Paradossalmente, però, neppure quanti esortano (giustamente) ad agire con giudizio stanno rinunciando ad atteggiamenti, come minimo, imprudenti. A partire proprio dal primo cittadino di Roma, che non risulta essersi sottoposta ai test per il COVID-19 malgrado i frequenti contatti con il leader dem Nicola Zingaretti – che com’è noto è risultato positivo al patogeno.
Non è peraltro un caso isolato, se si pensa che sia allo staff del Governatore del Lazio che alla segreteria del Pd è stata concessa libertà di scelta – tanto è vero che solo il vicesegretario Andrea Orlando e la vicepresidente Anna Ascani hanno deciso di mettersi in auto-isolamento. Controlli elastici, dunque, un po’ come la responsabilità.

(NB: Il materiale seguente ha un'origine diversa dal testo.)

use chrono::Utc;
use serde_json::{Value, json};
use synapse_core::definition::ProtocolDefinition;
use synapse_core::error::ProtocolError;
use synapse_core::execution::{ProtocolOutcome, ShellContext, ShellMetadata, ShellStatus};
use synapse_core::step::Step;
use synapse_core::value::{is_truthy, reason_of};

use crate::chain::Chain;

/// Runs one protocol definition against one input.
///
/// A shell is single-use: once [`execute`](Self::execute) has been called
/// the shell is terminal and a second call returns
/// [`ProtocolError::AlreadyExecuted`].
pub struct ProtocolShell {
    definition: ProtocolDefinition,
    context: ShellContext,
}

impl ProtocolShell {
    /// Create a shell for `definition` with a `null` input.
    pub fn new(definition: ProtocolDefinition) -> Self {
        let context = ShellContext::new(definition.name.clone(), Value::Null);
        Self {
            definition,
            context,
        }
    }

    /// Set the input the protocol will run against.
    pub fn with_input(mut self, input: Value) -> Self {
        self.context.input = input;
        self
    }

    /// Replace the input before execution.
    pub fn set_input(&mut self, input: Value) {
        self.context.input = input;
    }

    /// The definition this shell runs.
    pub fn definition(&self) -> &ProtocolDefinition {
        &self.definition
    }

    /// Current status.
    pub fn status(&self) -> ShellStatus {
        self.context.metadata.status
    }

    /// Timestamps and status.
    pub fn metadata(&self) -> &ShellMetadata {
        &self.context.metadata
    }

    /// Input, accumulated results and metadata, as steps see them.
    pub fn context(&self) -> &ShellContext {
        &self.context
    }

    /// Compose definitions into a [`Chain`].
    pub fn chain(protocols: impl IntoIterator<Item = ProtocolDefinition>) -> Chain {
        Chain::new(protocols)
    }

    /// Check every input predicate against `input[field]`.
    ///
    /// Fields without a predicate are not checked; a missing field is
    /// presented to its predicate as `null`.
    pub fn validate_input(&self) -> Result<(), ProtocolError> {
        for (field, check) in &self.definition.validation.input {
            let value = self.context.input.get(field).unwrap_or(&Value::Null);
            if !check(value) {
                return Err(ProtocolError::InputValidation {
                    protocol: self.definition.name.to_string(),
                    field: field.clone(),
                });
            }
        }
        Ok(())
    }

    fn validate_output(&self) -> Result<(), ProtocolError> {
        for (field, check) in &self.definition.validation.output {
            let value = self.context.results.get(field).unwrap_or(&Value::Null);
            if !check(value) {
                return Err(ProtocolError::OutputValidation {
                    protocol: self.definition.name.to_string(),
                    field: field.clone(),
                });
            }
        }
        Ok(())
    }

    fn advance(&mut self, next: ShellStatus) {
        let current = self.context.metadata.status;
        if current.can_advance_to(next) {
            self.context.metadata.status = next;
        } else {
            tracing::warn!(
                protocol = %self.definition.name,
                ?current,
                ?next,
                "ignoring backwards shell transition"
            );
        }
    }

    /// Run the protocol.
    ///
    /// Resolves to a successful outcome when every step ran and output
    /// validation passed, or to an unsuccessful outcome (no error, no
    /// rollback) when a step returned a truthy `stop`. Any failure, input
    /// validation included, marks the shell failed, runs the rollback, and
    /// returns the original error. A rollback error replaces the original.
    pub async fn execute(&mut self) -> Result<ProtocolOutcome, ProtocolError> {
        if self.context.metadata.status != ShellStatus::Initialized {
            return Err(ProtocolError::AlreadyExecuted(
                self.definition.name.to_string(),
            ));
        }
        self.advance(ShellStatus::Executing);
        self.context.metadata.executed = Some(Utc::now());
        tracing::debug!(
            protocol = %self.definition.name,
            version = %self.definition.version,
            steps = self.definition.process.len(),
            "executing protocol"
        );

        let run = match self.validate_input() {
            Ok(()) => self.run_steps().await,
            Err(err) => Err(err),
        };

        match run {
            Ok(outcome) => Ok(outcome),
            Err(err) => {
                self.advance(ShellStatus::Failed);
                tracing::info!(protocol = %self.definition.name, error = %err, "protocol failed");
                if let Some(rollback) = self.definition.rollback.clone() {
                    tracing::warn!(protocol = %self.definition.name, "invoking rollback");
                    rollback.rollback(&err, &self.context).await?;
                }
                Err(err)
            }
        }
    }

    async fn run_steps(&mut self) -> Result<ProtocolOutcome, ProtocolError> {
        let process = self.definition.process.clone();
        for step in &process {
            let result = self.execute_step(step).await?;
            let stop = result.get("stop").is_some_and(is_truthy);
            let reason = if stop { reason_of(&result) } else { None };
            self.context
                .results
                .insert(step.name().to_string(), result);

            if stop {
                self.advance(ShellStatus::Stopped);
                tracing::info!(
                    protocol = %self.definition.name,
                    step = step.name(),
                    reason = reason.as_deref().unwrap_or(""),
                    "protocol stopped early"
                );
                return Ok(ProtocolOutcome::stopped(
                    reason,
                    self.context.results.clone(),
                ));
            }
        }

        self.validate_output()?;
        self.advance(ShellStatus::Completed);
        tracing::info!(protocol = %self.definition.name, "protocol completed");
        Ok(ProtocolOutcome::completed(
            self.context.results.clone(),
            self.context.metadata.clone(),
        ))
    }

    async fn execute_step(&self, step: &Step) -> Result<Value, ProtocolError> {
        tracing::debug!(
            protocol = %self.definition.name,
            step = step.name(),
            instruction = step.instruction().unwrap_or(""),
            "running step"
        );
        match step {
            Step::Callable { action, .. } => action.run(&self.context.input, &self.context).await,
            Step::Named(named) => {
                let result = match &named.action {
                    Some(action) => action.run(&self.context.input, &self.context).await?,
                    None => json!({ "action": null, "completed": true }),
                };
                if let Some(check) = &named.validation {
                    if !check(&result) {
                        return Err(ProtocolError::StepValidation {
                            protocol: self.definition.name.to_string(),
                            step: named.name.clone(),
                        });
                    }
                }
                Ok(result)
            }
        }
    }
}
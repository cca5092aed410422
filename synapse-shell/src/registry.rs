use indexmap::{IndexMap, IndexSet};
use serde_json::Value;
use synapse_core::definition::ProtocolDefinition;
use synapse_core::error::ProtocolError;
use synapse_core::execution::ProtocolOutcome;
use synapse_core::name::ProtocolName;

use crate::shell::ProtocolShell;

/// Catalog of protocol definitions keyed by name.
///
/// Registering a name twice replaces the earlier definition (last write
/// wins) while keeping the name's original listing position. Categories
/// are derived from the name's first dotted segment and are never pruned.
/// The registry holds no execution state: every run gets a fresh shell.
pub struct ProtocolRegistry {
    protocols: IndexMap<ProtocolName, ProtocolDefinition>,
    categories: IndexMap<String, IndexSet<ProtocolName>>,
}

impl ProtocolRegistry {
    /// Create an empty registry.
    pub fn new() -> Self {
        Self {
            protocols: IndexMap::new(),
            categories: IndexMap::new(),
        }
    }

    /// Store `definition` under `name`, replacing any earlier one.
    pub fn register(
        &mut self,
        name: impl Into<ProtocolName>,
        definition: ProtocolDefinition,
    ) -> &mut Self {
        let name = name.into();
        let category = name.category().to_string();
        if self.protocols.insert(name.clone(), definition).is_some() {
            tracing::debug!(protocol = %name, "replaced protocol definition");
        } else {
            tracing::debug!(protocol = %name, category = %category, "registered protocol");
        }
        self.categories.entry(category).or_default().insert(name);
        self
    }

    /// Register a definition under its own name.
    pub fn register_definition(&mut self, definition: ProtocolDefinition) -> &mut Self {
        let name = definition.name.clone();
        self.register(name, definition)
    }

    /// Look up a definition.
    pub fn get(&self, name: &str) -> Option<&ProtocolDefinition> {
        self.protocols.get(name)
    }

    /// Whether `name` is registered.
    pub fn contains(&self, name: &str) -> bool {
        self.protocols.contains_key(name)
    }

    /// All registered names, in first-registration order.
    pub fn list(&self) -> Vec<&ProtocolName> {
        self.protocols.keys().collect()
    }

    /// Names under `category`; empty when the category is unknown.
    pub fn list_by_category(&self, category: &str) -> Vec<&ProtocolName> {
        self.categories
            .get(category)
            .map(|names| names.iter().collect())
            .unwrap_or_default()
    }

    /// Known categories, in first-registration order.
    pub fn categories(&self) -> Vec<&str> {
        self.categories.keys().map(String::as_str).collect()
    }

    /// Number of registered protocols.
    pub fn len(&self) -> usize {
        self.protocols.len()
    }

    /// Whether nothing is registered.
    pub fn is_empty(&self) -> bool {
        self.protocols.is_empty()
    }

    /// Run the protocol registered under `name` in a fresh shell.
    pub async fn execute(
        &self,
        name: &str,
        input: Value,
    ) -> Result<ProtocolOutcome, ProtocolError> {
        let definition = self
            .get(name)
            .ok_or_else(|| ProtocolError::NotFound(name.to_string()))?;
        let mut shell = ProtocolShell::new(definition.clone()).with_input(input);
        shell.execute().await
    }
}

impl Default for ProtocolRegistry {
    fn default() -> Self {
        Self::new()
    }
}
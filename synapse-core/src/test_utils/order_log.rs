//! OrderLog: step actions that record when they ran.

use crate::error::ProtocolError;
use crate::execution::ShellContext;
use crate::step::{StepAction, action_fn};
use serde_json::{Value, json};
use std::sync::{Arc, Mutex};

/// Shared execution-order log. Each action created by [`OrderLog::action`]
/// appends its label when it runs and returns
/// `{ "label": ..., "position": n, "seen": [earlier result keys] }`.
#[derive(Clone, Default)]
pub struct OrderLog {
    entries: Arc<Mutex<Vec<String>>>,
}

impl OrderLog {
    /// Create an empty log.
    pub fn new() -> Self {
        Self::default()
    }

    /// An action that appends `label` to the log.
    pub fn action(&self, label: &str) -> Arc<dyn StepAction> {
        let entries = Arc::clone(&self.entries);
        let label = label.to_string();
        action_fn(move |_input: &Value, shell: &ShellContext| {
            let mut entries = entries.lock().unwrap();
            entries.push(label.clone());
            let seen: Vec<&String> = shell.results.keys().collect();
            Ok(json!({ "label": label, "position": entries.len() - 1, "seen": seen }))
        })
    }

    /// An action that appends `label` and then fails.
    pub fn failing_action(&self, label: &str, message: &str) -> Arc<dyn StepAction> {
        let entries = Arc::clone(&self.entries);
        let label = label.to_string();
        let message = message.to_string();
        action_fn(move |_input: &Value, _shell: &ShellContext| {
            entries.lock().unwrap().push(label.clone());
            Err(ProtocolError::action(label.clone(), message.clone()))
        })
    }

    /// Snapshot of the labels in execution order.
    pub fn entries(&self) -> Vec<String> {
        self.entries.lock().unwrap().clone()
    }
}
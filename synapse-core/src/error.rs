//! Error types for protocol execution and hook dispatch.

use thiserror::Error;

/// Protocol execution errors.
#[non_exhaustive]
#[derive(Debug, Error)]
pub enum ProtocolError {
    /// A named input field failed its predicate. No step has run.
    #[error("input validation failed for {protocol}: field '{field}'")]
    InputValidation {
        /// Protocol being executed.
        protocol: String,
        /// The field whose predicate returned false.
        field: String,
    },

    /// A step's result was rejected by the step's own validator.
    #[error("step '{step}' of {protocol} failed validation")]
    StepValidation {
        /// Protocol being executed.
        protocol: String,
        /// Name of the rejected step.
        step: String,
    },

    /// A named output field failed its predicate after all steps ran.
    #[error("output validation failed for {protocol}: field '{field}'")]
    OutputValidation {
        /// Protocol being executed.
        protocol: String,
        /// The field whose predicate returned false.
        field: String,
    },

    /// A step action failed.
    #[error("step '{step}' failed: {message}")]
    Action {
        /// Name of the failing step.
        step: String,
        /// Error message.
        message: String,
    },

    /// No protocol is registered under this name.
    #[error("protocol not found: {0}")]
    NotFound(String),

    /// The shell has already left the `initialized` state.
    #[error("protocol shell for {0} has already been executed")]
    AlreadyExecuted(String),

    /// The rollback itself failed. Replaces the error that triggered it.
    #[error("rollback failed: {0}")]
    Rollback(String),

    /// Catch-all. Include context.
    #[error("{0}")]
    Other(#[from] Box<dyn std::error::Error + Send + Sync>),
}

impl ProtocolError {
    /// Shorthand for an action failure.
    pub fn action(step: impl Into<String>, message: impl Into<String>) -> Self {
        Self::Action {
            step: step.into(),
            message: message.into(),
        }
    }
}

/// Hook errors. These are logged but do NOT stop dispatch
/// (return a vetoing [`HookOutcome`](crate::HookOutcome) to stop).
#[non_exhaustive]
#[derive(Debug, Error)]
pub enum HookError {
    /// The hook execution failed.
    #[error("hook failed: {0}")]
    Failed(String),

    /// A hook manifest could not be read or parsed.
    #[error("invalid hook manifest {path}: {message}")]
    Manifest {
        /// File the manifest was read from.
        path: String,
        /// What went wrong.
        message: String,
    },

    /// Catch-all.
    #[error("{0}")]
    Other(#[from] Box<dyn std::error::Error + Send + Sync>),
}
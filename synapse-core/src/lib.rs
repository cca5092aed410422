//! # synapse-core: types for the synapse protocol engine
//!
//! A *protocol* is a named, versioned, ordered list of steps with optional
//! input/output validation and an optional rollback. This crate defines the
//! vocabulary every other synapse crate speaks:
//!
//! | Concern | Types | What it does |
//! |---------|-------|-------------|
//! | Definition | [`ProtocolDefinition`], [`Step`], [`Predicate`] | What a protocol is |
//! | Execution | [`ShellStatus`], [`ShellMetadata`], [`ShellContext`], [`ProtocolOutcome`] | What a run looks like |
//! | Extension | [`StepAction`], [`Rollback`] | User code run by the shell |
//! | Hooks | [`HookHandler`], [`HookContext`], [`HookOutcome`], [`HookPoint`] | Observation + veto around execution |
//!
//! ## Dependency Notes
//!
//! Inputs and results are `serde_json::Value`. Protocols are composed at
//! runtime (one protocol's results become the next one's input), so a
//! dynamically-shaped value is the natural currency; a generic `T` would
//! break chaining and trait object safety.
//!
//! Step actions, rollbacks and hook handlers use `async-trait` so they can
//! be stored as `Arc<dyn Trait>` in heterogeneous lists.

#![deny(missing_docs)]

pub mod definition;
pub mod error;
pub mod execution;
pub mod hook;
pub mod name;
pub mod step;
pub mod value;

#[cfg(feature = "test-utils")]
pub mod test_utils;

// Re-exports for convenience
pub use definition::{
    Predicate, ProtocolDefinition, ProtocolDefinitionBuilder, Rollback, ValidationRules,
    predicate, rollback_fn,
};
pub use error::{HookError, ProtocolError};
pub use execution::{ProtocolOutcome, ShellContext, ShellMetadata, ShellStatus};
pub use hook::{HookContext, HookHandler, HookOutcome, handler_fn};
pub use name::{HookPoint, ProtocolName};
pub use step::{NamedStep, Step, StepAction, action_fn, async_action_fn};
pub use value::{is_truthy, reason_of};
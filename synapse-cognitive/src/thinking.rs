//! `thinking.*` protocols.

use serde_json::{Value, json};
use synapse_core::definition::{ProtocolDefinition, predicate};
use synapse_core::step::{NamedStep, action_fn};

use crate::{describe, non_empty_text, present, text};

/// Depth levels accepted by `thinking.extended`, with the number of
/// alternatives explored at each.
const DEPTHS: &[(&str, u64)] = &[("standard", 2), ("deep", 4), ("ultra", 8)];

/// `thinking.systematic`: decompose, analyze, synthesize, conclude.
pub fn thinking_systematic() -> ProtocolDefinition {
    ProtocolDefinition::builder("thinking.systematic")
        .version("1.0.0")
        .intent("Work through a problem step by step")
        .input("problem", json!("<problem statement>"))
        .validate_input("problem", non_empty_text())
        .step(
            NamedStep::new("decompose")
                .instruction("Split the problem into independent parts")
                .action(action_fn(|input, _| {
                    let parts: Vec<&str> = text(input, "problem")
                        .split(['.', '?', ';'])
                        .map(str::trim)
                        .filter(|s| !s.is_empty())
                        .collect();
                    Ok(describe(
                        "decompose",
                        format!("Decomposed the problem into {} parts", parts.len()),
                        json!({ "parts": parts }),
                    ))
                })),
        )
        .step(
            NamedStep::new("analyze_components")
                .instruction("Analyze each part on its own terms")
                .action(action_fn(|_, shell| {
                    let parts = shell
                        .result("decompose")
                        .and_then(|r| r["parts"].as_array())
                        .cloned()
                        .unwrap_or_default();
                    let analyses: Vec<Value> = parts
                        .iter()
                        .map(|p| json!({ "part": p, "analysis": "pending" }))
                        .collect();
                    Ok(describe(
                        "analyze_components",
                        format!("Analyzed {} components", analyses.len()),
                        json!({ "analyses": analyses }),
                    ))
                })),
        )
        .step(
            NamedStep::new("synthesize")
                .instruction("Combine the partial analyses into one picture")
                .action(action_fn(|_, _| {
                    Ok(describe(
                        "synthesize",
                        "Synthesized component analyses".into(),
                        json!({}),
                    ))
                })),
        )
        .step(
            NamedStep::new("conclude")
                .instruction("State the conclusion and the confidence in it")
                .action(action_fn(|_, _| {
                    Ok(describe(
                        "conclude",
                        "Drew a conclusion from the synthesis".into(),
                        json!({ "confidence": "unassessed" }),
                    ))
                })),
        )
        .output("conclude", json!("conclusion"))
        .validate_output("conclude", present())
        .build()
}

/// `thinking.extended`: deliberate at a chosen depth.
///
/// An unknown `depth` stops the run early with a reason instead of failing.
pub fn thinking_extended() -> ProtocolDefinition {
    ProtocolDefinition::builder("thinking.extended")
        .version("1.0.0")
        .intent("Deliberate on a complex problem at a chosen depth")
        .input("problem", json!("<problem statement>"))
        .input("depth", json!("standard"))
        .validate_input("problem", non_empty_text())
        .validate_input("depth", predicate(|v| v.is_null() || v.is_string()))
        .step(
            NamedStep::new("understand")
                .instruction("Restate the problem and pick the deliberation depth")
                .action(action_fn(|input, _| {
                    let depth = match text(input, "depth") {
                        "" => "standard",
                        other => other,
                    };
                    let Some((_, breadth)) = DEPTHS.iter().find(|(name, _)| *name == depth) else {
                        return Ok(json!({
                            "stop": true,
                            "reason": format!("unsupported depth: {depth}"),
                        }));
                    };
                    Ok(describe(
                        "understand",
                        format!("Restated the problem for {depth} deliberation"),
                        json!({ "depth": depth, "breadth": breadth }),
                    ))
                })),
        )
        .step(
            NamedStep::new("explore")
                .instruction("Generate alternative approaches")
                .action(action_fn(|_, shell| {
                    let breadth = shell
                        .result("understand")
                        .and_then(|r| r["breadth"].as_u64())
                        .unwrap_or(2);
                    let alternatives: Vec<Value> = (1..=breadth)
                        .map(|n| json!({ "id": n, "approach": format!("alternative {n}") }))
                        .collect();
                    Ok(describe(
                        "explore",
                        format!("Explored {breadth} alternative approaches"),
                        json!({ "alternatives": alternatives }),
                    ))
                })),
        )
        .step(
            NamedStep::new("evaluate")
                .instruction("Weigh the alternatives against each other")
                .action(action_fn(|_, _| {
                    Ok(describe(
                        "evaluate",
                        "Evaluated alternatives on cost, risk and fit".into(),
                        json!({ "criteria": ["cost", "risk", "fit"] }),
                    ))
                })),
        )
        .step(
            NamedStep::new("decide")
                .instruction("Choose an approach and explain the choice")
                .action(action_fn(|_, _| {
                    Ok(describe(
                        "decide",
                        "Selected an approach".into(),
                        json!({ "selected": 1 }),
                    ))
                })),
        )
        .output("explore", json!("alternatives considered"))
        .output("decide", json!("chosen approach"))
        .validate_output("decide", present())
        .build()
}
use serde_json::json;
use std::sync::Arc;
use std::sync::atomic::{AtomicUsize, Ordering};
use synapse::{Engine, EngineConfig, EngineError, EngineResponse, ResultLog};
use synapse_core::test_utils::{FailingHandler, RecordingHandler, VetoHandler};
use synapse_core::*;

fn counting_definition(name: &str, runs: &Arc<AtomicUsize>) -> ProtocolDefinition {
    let runs = Arc::clone(runs);
    ProtocolDefinition::builder(name)
        .step(NamedStep::new("count").action(action_fn(move |_, _| {
            let n = runs.fetch_add(1, Ordering::SeqCst) + 1;
            Ok(json!({ "runs": n }))
        })))
        .build()
}

// --- Hook flow around execution ---

#[tokio::test]
async fn pre_protocol_veto_skips_execution_and_later_handlers() {
    let runs = Arc::new(AtomicUsize::new(0));
    let veto = Arc::new(VetoHandler::new("maintenance"));
    let second = Arc::new(RecordingHandler::new());

    let mut engine = Engine::new();
    engine.register("demo.count", counting_definition("demo.count", &runs));
    engine.register_hook(HookPoint::PRE_PROTOCOL, veto.clone());
    engine.register_hook(HookPoint::PRE_PROTOCOL, second.clone());

    let response = engine.execute("demo.count", json!({})).await.unwrap();

    assert!(response.is_vetoed());
    assert_eq!(response, EngineResponse::Vetoed(HookOutcome::veto("maintenance")));
    assert_eq!(runs.load(Ordering::SeqCst), 0);
    assert_eq!(veto.calls(), 1);
    assert_eq!(second.calls(), 0);
}

#[tokio::test]
async fn hooks_see_protocol_input_and_result() {
    let runs = Arc::new(AtomicUsize::new(0));
    let pre = Arc::new(RecordingHandler::new());
    let post = Arc::new(RecordingHandler::new());

    let mut engine = Engine::new();
    engine.register("demo.count", counting_definition("demo.count", &runs));
    engine.register_hook("pre-protocol", pre.clone());
    engine.register_hook("post-protocol", post.clone());

    let response = engine
        .execute("demo.count", json!({ "k": 1 }))
        .await
        .unwrap();
    let outcome = response.outcome().unwrap();
    assert!(outcome.success);

    let pre_ctx = &pre.contexts()[0];
    assert_eq!(pre_ctx.protocol.as_ref().unwrap().as_str(), "demo.count");
    assert_eq!(pre_ctx.input, Some(json!({ "k": 1 })));

    let post_ctx = &post.contexts()[0];
    let result = post_ctx.result.as_ref().unwrap();
    assert_eq!(result["success"], json!(true));
    assert_eq!(result["results"]["count"], json!({ "runs": 1 }));
}

#[tokio::test]
async fn failing_post_hook_does_not_block_later_handlers() {
    let failing = Arc::new(FailingHandler::new("flaky"));
    let later = Arc::new(RecordingHandler::new());

    let mut engine = Engine::new();
    engine.register("demo.empty", ProtocolDefinition::new("demo.empty"));
    engine.register_hook(HookPoint::POST_PROTOCOL, failing.clone());
    engine.register_hook(HookPoint::POST_PROTOCOL, later.clone());

    let response = engine.execute("demo.empty", json!({})).await.unwrap();
    assert!(response.outcome().unwrap().success);
    assert_eq!(failing.calls(), 1);
    assert_eq!(later.calls(), 1);

    let dispatched = engine
        .dispatch_hook(HookPoint::POST_PROTOCOL, &HookContext::new("post-protocol"))
        .await;
    assert_eq!(dispatched, HookOutcome::proceed());
}

#[tokio::test]
async fn errors_fire_on_error_and_propagate() {
    let on_error = Arc::new(RecordingHandler::new());
    let post = Arc::new(RecordingHandler::new());

    let mut engine = Engine::new();
    engine.register(
        "demo.fail",
        ProtocolDefinition::builder("demo.fail")
            .step(
                NamedStep::new("boom")
                    .action(action_fn(|_, _| Err(ProtocolError::action("boom", "bad")))),
            )
            .build(),
    );
    engine.register_hook(HookPoint::ON_ERROR, on_error.clone());
    engine.register_hook(HookPoint::POST_PROTOCOL, post.clone());

    let err = engine.execute("demo.fail", json!({})).await.unwrap_err();
    assert!(matches!(err, EngineError::Protocol(ProtocolError::Action { .. })));

    let ctx = &on_error.contexts()[0];
    assert_eq!(ctx.operation.as_deref(), Some("protocol:demo.fail"));
    assert_eq!(ctx.error.as_deref(), Some("step 'boom' failed: bad"));
    assert_eq!(post.calls(), 0);
}

#[tokio::test]
async fn unknown_protocol_is_reported_by_name() {
    let on_error = Arc::new(RecordingHandler::new());
    let mut engine = Engine::new();
    engine.register_hook(HookPoint::ON_ERROR, on_error.clone());

    let err = engine
        .execute("nonexistent.protocol", json!({}))
        .await
        .unwrap_err();
    assert!(matches!(err, EngineError::Protocol(ProtocolError::NotFound(_))));
    assert!(err.to_string().contains("nonexistent.protocol"));
    assert_eq!(on_error.calls(), 1);
}

#[tokio::test]
async fn stopped_protocol_is_not_an_error() {
    let engine = Engine::with_cognitive_tools();
    let response = engine
        .execute("thinking.extended", json!({ "problem": "p", "depth": "abyss" }))
        .await
        .unwrap();
    let outcome = response.outcome().unwrap();
    assert!(!outcome.success);
    assert!(outcome.reason.as_deref().unwrap().contains("abyss"));
}

// --- Result log ---

#[tokio::test]
async fn outcomes_are_written_to_result_log() {
    let dir = tempfile::tempdir().unwrap();
    let engine =
        Engine::with_cognitive_tools().with_result_log(ResultLog::new(dir.path()));

    engine
        .execute("self.reflect", json!({ "content": "hello" }))
        .await
        .unwrap();

    let files: Vec<_> = std::fs::read_dir(dir.path())
        .unwrap()
        .map(|e| e.unwrap().path())
        .collect();
    assert_eq!(files.len(), 1);
    let name = files[0].file_name().unwrap().to_str().unwrap().to_string();
    assert!(name.starts_with("self.reflect-"));
    let written: serde_json::Value =
        serde_json::from_str(&std::fs::read_to_string(&files[0]).unwrap()).unwrap();
    assert_eq!(written["success"], json!(true));
}

// --- Config ---

#[tokio::test]
async fn from_config_loads_hooks_and_builtins() {
    let dir = tempfile::tempdir().unwrap();
    let hooks_dir = dir.path().join("hooks");
    std::fs::create_dir(&hooks_dir).unwrap();
    std::fs::write(
        hooks_dir.join("pre-protocol.json"),
        r#"{"kind": "deny_protocols", "protocols": ["code.analyze"]}"#,
    )
    .unwrap();
    let config_path = dir.path().join("synapse.json");
    std::fs::write(
        &config_path,
        serde_json::to_string(&json!({ "hooks_dir": hooks_dir })).unwrap(),
    )
    .unwrap();

    let config = EngineConfig::discover(None, dir.path()).unwrap();
    let engine = Engine::from_config(&config).await.unwrap();

    assert_eq!(engine.registry().len(), 6);
    assert_eq!(engine.hooks().handler_count("pre-protocol"), 1);
    let response = engine
        .execute("code.analyze", json!({ "code": "fn x() {}" }))
        .await
        .unwrap();
    assert!(response.is_vetoed());
}

#[tokio::test]
async fn config_can_disable_builtins() {
    let config = EngineConfig {
        cognitive_tools: false,
        ..EngineConfig::default()
    };
    let engine = Engine::from_config(&config).await.unwrap();
    assert!(engine.registry().is_empty());
}

#[test]
fn invalid_config_is_reported() {
    let dir = tempfile::tempdir().unwrap();
    let path = dir.path().join("bad.json");
    std::fs::write(&path, "{ nope").unwrap();
    let err = EngineConfig::from_path(&path).unwrap_err();
    assert!(matches!(err, EngineError::Config(_)));
}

Bruno Vespa, per dire, ha chiesto di poter fare un tampone dopo aver ospitato Zinga a Porta a Porta allo scopo di riportare tranquillità in Rai: tuttavia, il programma è stato sospeso malgrado l’esito negativo del test, che oltretutto era ampiamente prevedibile visto che, come puntualizzato dallo stesso conduttore, «il direttore generale dello Spallanzani, professor Ippolito, mi ha confermato che il rischio si limita alle persone che nelle 48 ore precedenti (e non 72, come nel nostro caso) abbiano avvicinato la persona infetta per più di mezz’ora a meno di un metro di distanza. Questo con Zingaretti non è avvenuto».
La dinamica, oltretutto, fa emergere un’altra questione. A fine febbraio, infatti, una (ennesima) circolare del Ministero della Salute aveva stabilito che i tamponi dovessero essere limitati solo ai casi sintomatici, ovvero in presenza di febbre, tosse o difficoltà respiratorie: disposizione dovuta sostanzialmente alla necessità di evitare il sovraccarico del SSN, ma anche – cosa invece piuttosto discutibile – alla volontà di segnalare meno casi onde distogliere l’attenzione internazionale dall’epidemia nostrana.
Senza dunque voler puntare il dito contro il giornalista aquilano, perché il suo test è stato autorizzato? Perché, ancora prima, era stato autorizzato quello su Zingaretti, se è vero – come dichiarato da lui stesso – che il segretario Pd sta bene? Perché era stato autorizzato quello sul Governatore del Piemonte Alberto Cirio – a sua volta contagiato e a sua volta in buona salute -, che aveva partecipato a un incontro a Palazzo Chigi cui aveva presenziato anche Zinga?
È certamente comprensibile che il tampone sia stato effettuato sui membri del Governo che nella medesima occasione avevano avuto contatti col Governatore del Lazio: a partire proprio dal Presidente del Consiglio, risultato negativo come tutti i suoi Ministri.
Per gli altri esponenti delle istituzioni, però, era proprio necessario? Non sarebbe stato più opportuno, per esempio, porsi in auto-isolamento per due settimane – come hanno fatto il Governatore dell’Abruzzo Marco Marsilio e, prima ancora, quello della Lombardia Attilio Fontana -, e sottoporsi al test solo in caso di comparsa dei sintomi? E non avrebbe dovuto fare altrettanto il leader della Lega Matteo Salvini in seguito alla positività di un agente della sua scorta, benché il Capitano abbia precisato di non aver avuto contatti con il poliziotto, di stanza sulla seconda auto di sorveglianza – non su quella in cui viaggiava il segretario del Carroccio?
Difficile non pensare al detto popolare “Fa’ quello che il prete dice, non quello che il prete fa”… O anche a un altro aforisma, più recente perché orwelliano, ma forse anche, andreottianamente, più calzante: «Tutti gli animali sono uguali, ma alcuni sono più uguali degli altri». Proprio come le responsabilità.